From the data below, retype exactly the lines starting with the one that contains "pub fn slash(&mut" and ending with the one that contains "scaled by reputation.", both included.

--- Material shown ---

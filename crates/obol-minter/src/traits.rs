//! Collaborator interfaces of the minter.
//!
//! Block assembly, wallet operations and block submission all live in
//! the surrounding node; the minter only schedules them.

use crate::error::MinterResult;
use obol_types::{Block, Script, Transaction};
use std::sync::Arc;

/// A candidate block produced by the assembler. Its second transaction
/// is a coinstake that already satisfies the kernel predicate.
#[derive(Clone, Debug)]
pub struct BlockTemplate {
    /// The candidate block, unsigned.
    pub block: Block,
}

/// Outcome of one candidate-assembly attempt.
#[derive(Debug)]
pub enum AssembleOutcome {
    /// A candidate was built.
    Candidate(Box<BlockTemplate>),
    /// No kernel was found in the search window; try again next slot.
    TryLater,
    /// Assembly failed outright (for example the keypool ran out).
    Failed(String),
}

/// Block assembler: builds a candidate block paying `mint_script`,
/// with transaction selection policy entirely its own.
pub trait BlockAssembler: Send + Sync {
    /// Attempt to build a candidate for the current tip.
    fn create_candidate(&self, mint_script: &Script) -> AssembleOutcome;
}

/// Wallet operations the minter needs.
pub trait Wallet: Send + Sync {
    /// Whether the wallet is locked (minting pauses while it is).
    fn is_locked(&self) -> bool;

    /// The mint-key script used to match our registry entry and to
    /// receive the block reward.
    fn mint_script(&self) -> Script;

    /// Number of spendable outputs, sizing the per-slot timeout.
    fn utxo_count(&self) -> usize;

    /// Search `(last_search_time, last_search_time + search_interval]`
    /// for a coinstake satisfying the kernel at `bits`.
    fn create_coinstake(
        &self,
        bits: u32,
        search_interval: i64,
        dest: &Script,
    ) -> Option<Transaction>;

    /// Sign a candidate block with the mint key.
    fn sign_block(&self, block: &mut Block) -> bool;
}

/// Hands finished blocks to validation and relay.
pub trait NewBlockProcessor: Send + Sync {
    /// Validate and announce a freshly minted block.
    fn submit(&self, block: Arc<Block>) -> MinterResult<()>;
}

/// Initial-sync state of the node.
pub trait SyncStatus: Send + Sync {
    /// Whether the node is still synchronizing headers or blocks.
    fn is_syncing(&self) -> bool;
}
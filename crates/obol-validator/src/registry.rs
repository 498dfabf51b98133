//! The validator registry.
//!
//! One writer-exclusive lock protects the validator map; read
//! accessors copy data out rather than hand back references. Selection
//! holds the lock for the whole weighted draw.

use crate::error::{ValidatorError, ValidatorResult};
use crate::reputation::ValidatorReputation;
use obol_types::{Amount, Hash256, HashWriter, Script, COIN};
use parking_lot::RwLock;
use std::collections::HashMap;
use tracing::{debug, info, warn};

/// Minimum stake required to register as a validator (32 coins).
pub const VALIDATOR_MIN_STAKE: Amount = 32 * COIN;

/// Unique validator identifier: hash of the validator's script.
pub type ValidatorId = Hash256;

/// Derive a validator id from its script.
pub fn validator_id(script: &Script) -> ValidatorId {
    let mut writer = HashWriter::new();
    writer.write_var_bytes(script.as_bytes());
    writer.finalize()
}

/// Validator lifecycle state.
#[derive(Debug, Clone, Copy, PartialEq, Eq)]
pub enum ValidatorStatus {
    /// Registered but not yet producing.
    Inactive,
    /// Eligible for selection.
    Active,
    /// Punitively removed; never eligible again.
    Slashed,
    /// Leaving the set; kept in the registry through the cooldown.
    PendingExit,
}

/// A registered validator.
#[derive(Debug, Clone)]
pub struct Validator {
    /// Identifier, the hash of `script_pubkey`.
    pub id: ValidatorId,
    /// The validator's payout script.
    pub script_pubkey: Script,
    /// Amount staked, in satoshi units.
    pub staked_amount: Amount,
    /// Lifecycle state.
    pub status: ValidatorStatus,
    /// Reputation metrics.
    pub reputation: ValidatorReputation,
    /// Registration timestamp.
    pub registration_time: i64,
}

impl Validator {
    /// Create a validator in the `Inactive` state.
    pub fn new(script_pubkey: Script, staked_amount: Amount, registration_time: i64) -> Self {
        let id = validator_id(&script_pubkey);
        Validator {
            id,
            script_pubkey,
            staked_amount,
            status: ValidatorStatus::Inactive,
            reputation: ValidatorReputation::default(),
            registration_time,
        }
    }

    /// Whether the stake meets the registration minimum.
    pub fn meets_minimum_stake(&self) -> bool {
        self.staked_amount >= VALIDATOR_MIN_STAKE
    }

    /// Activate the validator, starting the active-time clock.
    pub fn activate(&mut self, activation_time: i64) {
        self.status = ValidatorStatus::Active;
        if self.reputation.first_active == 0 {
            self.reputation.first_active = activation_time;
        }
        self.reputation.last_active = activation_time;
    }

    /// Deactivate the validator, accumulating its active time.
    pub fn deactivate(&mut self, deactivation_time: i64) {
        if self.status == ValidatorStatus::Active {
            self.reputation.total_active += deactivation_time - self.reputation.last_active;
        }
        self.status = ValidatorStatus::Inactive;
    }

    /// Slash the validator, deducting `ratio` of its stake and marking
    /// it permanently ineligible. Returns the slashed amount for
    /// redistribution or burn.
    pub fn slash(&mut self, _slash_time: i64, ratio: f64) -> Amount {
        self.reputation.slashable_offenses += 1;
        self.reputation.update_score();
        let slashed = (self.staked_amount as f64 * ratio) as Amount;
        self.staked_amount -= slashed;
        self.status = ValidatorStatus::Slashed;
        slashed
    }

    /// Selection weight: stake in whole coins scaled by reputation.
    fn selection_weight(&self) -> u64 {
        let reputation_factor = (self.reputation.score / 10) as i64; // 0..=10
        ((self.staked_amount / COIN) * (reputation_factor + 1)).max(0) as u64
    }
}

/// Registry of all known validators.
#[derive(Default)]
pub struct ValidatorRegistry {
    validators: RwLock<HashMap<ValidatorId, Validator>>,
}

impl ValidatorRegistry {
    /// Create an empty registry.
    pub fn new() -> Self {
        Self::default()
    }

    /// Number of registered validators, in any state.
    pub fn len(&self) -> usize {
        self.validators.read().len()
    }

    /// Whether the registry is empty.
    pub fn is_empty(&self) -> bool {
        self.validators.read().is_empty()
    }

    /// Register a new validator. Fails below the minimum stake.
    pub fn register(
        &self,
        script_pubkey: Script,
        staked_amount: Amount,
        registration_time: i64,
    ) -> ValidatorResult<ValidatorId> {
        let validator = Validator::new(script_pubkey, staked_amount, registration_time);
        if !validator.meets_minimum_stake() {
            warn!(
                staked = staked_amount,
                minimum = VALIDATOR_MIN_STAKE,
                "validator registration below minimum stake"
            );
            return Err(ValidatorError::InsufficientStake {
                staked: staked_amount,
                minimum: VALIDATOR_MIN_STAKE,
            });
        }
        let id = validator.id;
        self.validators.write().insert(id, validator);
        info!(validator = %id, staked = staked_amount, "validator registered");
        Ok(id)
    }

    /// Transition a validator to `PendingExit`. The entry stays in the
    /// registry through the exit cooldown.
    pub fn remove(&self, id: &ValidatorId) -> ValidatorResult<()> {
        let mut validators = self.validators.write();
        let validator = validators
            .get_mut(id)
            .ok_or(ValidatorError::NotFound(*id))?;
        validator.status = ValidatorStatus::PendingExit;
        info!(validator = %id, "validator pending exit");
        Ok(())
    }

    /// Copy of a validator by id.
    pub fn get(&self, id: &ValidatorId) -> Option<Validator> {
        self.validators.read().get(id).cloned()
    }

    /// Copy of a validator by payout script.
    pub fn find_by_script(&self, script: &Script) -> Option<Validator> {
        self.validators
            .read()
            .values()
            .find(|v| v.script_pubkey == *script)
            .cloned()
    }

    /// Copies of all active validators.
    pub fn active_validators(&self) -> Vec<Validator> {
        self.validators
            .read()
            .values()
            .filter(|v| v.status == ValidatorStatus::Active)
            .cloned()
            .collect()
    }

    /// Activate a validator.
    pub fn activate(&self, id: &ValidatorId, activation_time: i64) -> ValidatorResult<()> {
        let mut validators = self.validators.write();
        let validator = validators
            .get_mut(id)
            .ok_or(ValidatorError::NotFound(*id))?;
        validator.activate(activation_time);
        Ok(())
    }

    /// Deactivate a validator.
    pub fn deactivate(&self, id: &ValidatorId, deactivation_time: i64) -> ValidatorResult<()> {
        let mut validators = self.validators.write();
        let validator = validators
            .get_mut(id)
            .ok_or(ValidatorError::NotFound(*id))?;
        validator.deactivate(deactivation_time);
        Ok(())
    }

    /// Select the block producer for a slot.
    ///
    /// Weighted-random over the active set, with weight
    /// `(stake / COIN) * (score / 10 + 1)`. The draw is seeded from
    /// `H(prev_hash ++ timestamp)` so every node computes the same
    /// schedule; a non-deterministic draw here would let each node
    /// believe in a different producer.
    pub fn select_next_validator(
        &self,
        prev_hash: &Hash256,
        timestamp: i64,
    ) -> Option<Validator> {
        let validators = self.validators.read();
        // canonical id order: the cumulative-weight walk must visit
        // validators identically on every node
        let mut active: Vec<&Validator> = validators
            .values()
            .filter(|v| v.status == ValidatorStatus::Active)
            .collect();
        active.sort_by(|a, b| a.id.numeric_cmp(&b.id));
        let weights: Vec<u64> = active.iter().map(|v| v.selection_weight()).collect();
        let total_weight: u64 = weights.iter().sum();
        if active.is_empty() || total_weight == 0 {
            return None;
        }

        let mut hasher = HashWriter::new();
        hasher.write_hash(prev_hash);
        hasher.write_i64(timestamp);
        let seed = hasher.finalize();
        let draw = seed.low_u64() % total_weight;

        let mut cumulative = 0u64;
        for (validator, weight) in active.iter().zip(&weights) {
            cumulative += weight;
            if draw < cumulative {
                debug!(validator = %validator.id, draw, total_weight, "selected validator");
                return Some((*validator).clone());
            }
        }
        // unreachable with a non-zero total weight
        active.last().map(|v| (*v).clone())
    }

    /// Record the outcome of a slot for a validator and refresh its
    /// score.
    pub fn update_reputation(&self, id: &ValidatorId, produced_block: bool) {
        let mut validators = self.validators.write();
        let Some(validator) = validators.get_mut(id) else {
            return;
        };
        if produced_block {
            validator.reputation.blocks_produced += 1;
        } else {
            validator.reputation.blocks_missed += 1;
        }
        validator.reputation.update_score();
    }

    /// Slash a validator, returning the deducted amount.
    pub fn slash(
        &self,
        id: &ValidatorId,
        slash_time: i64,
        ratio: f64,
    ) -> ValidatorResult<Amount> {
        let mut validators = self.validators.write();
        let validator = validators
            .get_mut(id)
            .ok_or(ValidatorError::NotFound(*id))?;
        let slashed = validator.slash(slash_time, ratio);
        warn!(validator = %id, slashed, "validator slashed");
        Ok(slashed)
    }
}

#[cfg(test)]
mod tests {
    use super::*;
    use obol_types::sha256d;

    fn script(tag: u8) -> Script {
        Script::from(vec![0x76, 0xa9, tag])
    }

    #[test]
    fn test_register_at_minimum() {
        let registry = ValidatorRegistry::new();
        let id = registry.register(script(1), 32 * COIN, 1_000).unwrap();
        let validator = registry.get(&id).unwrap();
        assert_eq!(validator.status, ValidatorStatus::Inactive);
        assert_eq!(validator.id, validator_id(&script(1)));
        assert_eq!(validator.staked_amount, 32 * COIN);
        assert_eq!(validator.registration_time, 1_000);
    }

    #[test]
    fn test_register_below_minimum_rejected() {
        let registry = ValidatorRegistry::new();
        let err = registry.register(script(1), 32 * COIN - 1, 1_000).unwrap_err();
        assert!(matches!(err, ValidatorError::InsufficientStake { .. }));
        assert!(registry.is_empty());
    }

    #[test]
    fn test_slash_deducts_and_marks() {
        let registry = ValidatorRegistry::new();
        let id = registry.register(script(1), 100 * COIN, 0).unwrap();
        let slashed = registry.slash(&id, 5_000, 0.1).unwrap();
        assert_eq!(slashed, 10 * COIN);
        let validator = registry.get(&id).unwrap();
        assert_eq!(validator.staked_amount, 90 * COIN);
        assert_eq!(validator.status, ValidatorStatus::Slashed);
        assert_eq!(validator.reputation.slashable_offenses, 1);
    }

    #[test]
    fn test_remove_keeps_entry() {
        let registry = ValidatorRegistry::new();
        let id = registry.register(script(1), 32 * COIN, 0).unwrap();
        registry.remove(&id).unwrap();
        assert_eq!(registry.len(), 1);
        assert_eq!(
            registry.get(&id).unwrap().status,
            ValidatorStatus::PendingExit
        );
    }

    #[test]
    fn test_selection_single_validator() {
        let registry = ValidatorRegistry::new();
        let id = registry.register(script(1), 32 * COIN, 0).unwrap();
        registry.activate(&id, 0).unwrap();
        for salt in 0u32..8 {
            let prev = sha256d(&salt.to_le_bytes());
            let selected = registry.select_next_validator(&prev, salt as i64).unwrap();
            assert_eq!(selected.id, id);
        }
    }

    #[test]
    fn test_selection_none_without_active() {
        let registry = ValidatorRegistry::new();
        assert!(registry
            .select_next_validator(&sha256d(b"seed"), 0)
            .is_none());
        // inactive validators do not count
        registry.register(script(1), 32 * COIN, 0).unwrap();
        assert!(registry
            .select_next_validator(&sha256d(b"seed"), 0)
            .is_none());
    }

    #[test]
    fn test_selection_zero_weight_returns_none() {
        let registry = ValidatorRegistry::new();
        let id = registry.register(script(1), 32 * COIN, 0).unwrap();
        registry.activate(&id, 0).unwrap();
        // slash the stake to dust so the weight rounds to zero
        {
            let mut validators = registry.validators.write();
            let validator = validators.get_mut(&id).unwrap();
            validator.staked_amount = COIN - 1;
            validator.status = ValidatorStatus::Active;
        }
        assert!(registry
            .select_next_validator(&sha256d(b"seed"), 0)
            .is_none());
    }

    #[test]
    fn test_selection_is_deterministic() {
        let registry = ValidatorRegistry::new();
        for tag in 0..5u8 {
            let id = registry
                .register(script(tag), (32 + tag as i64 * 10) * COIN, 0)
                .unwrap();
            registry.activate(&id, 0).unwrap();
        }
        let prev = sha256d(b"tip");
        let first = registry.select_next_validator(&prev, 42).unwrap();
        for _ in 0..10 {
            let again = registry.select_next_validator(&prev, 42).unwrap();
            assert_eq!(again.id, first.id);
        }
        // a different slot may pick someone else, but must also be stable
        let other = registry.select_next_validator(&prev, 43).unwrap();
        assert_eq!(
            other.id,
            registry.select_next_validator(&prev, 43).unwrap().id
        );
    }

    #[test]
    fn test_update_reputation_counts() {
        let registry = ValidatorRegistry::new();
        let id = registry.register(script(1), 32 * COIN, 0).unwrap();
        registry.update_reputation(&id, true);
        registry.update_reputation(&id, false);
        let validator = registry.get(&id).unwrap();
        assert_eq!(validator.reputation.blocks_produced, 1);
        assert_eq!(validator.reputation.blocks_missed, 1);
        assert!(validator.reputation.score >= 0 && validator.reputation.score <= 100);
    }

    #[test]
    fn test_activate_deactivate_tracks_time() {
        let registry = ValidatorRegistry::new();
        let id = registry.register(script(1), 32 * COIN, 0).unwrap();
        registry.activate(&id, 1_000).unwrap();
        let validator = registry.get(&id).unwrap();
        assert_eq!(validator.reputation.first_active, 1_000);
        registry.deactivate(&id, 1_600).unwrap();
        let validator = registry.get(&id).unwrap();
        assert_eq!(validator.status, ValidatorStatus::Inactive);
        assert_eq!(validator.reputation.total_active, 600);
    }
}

---

### Output for this task
    pub fn slash(&mut self, _slash_time: i64, ratio: f64) -> Amount {
        self.reputation.slashable_offenses += 1;
        self.reputation.update_score();
        let slashed = (self.staked_amount as f64 * ratio) as Amount;
        self.staked_amount -= slashed;
        self.status = ValidatorStatus::Slashed;
        slashed
    }

    /// Selection weight: stake in whole coins scaled by reputation.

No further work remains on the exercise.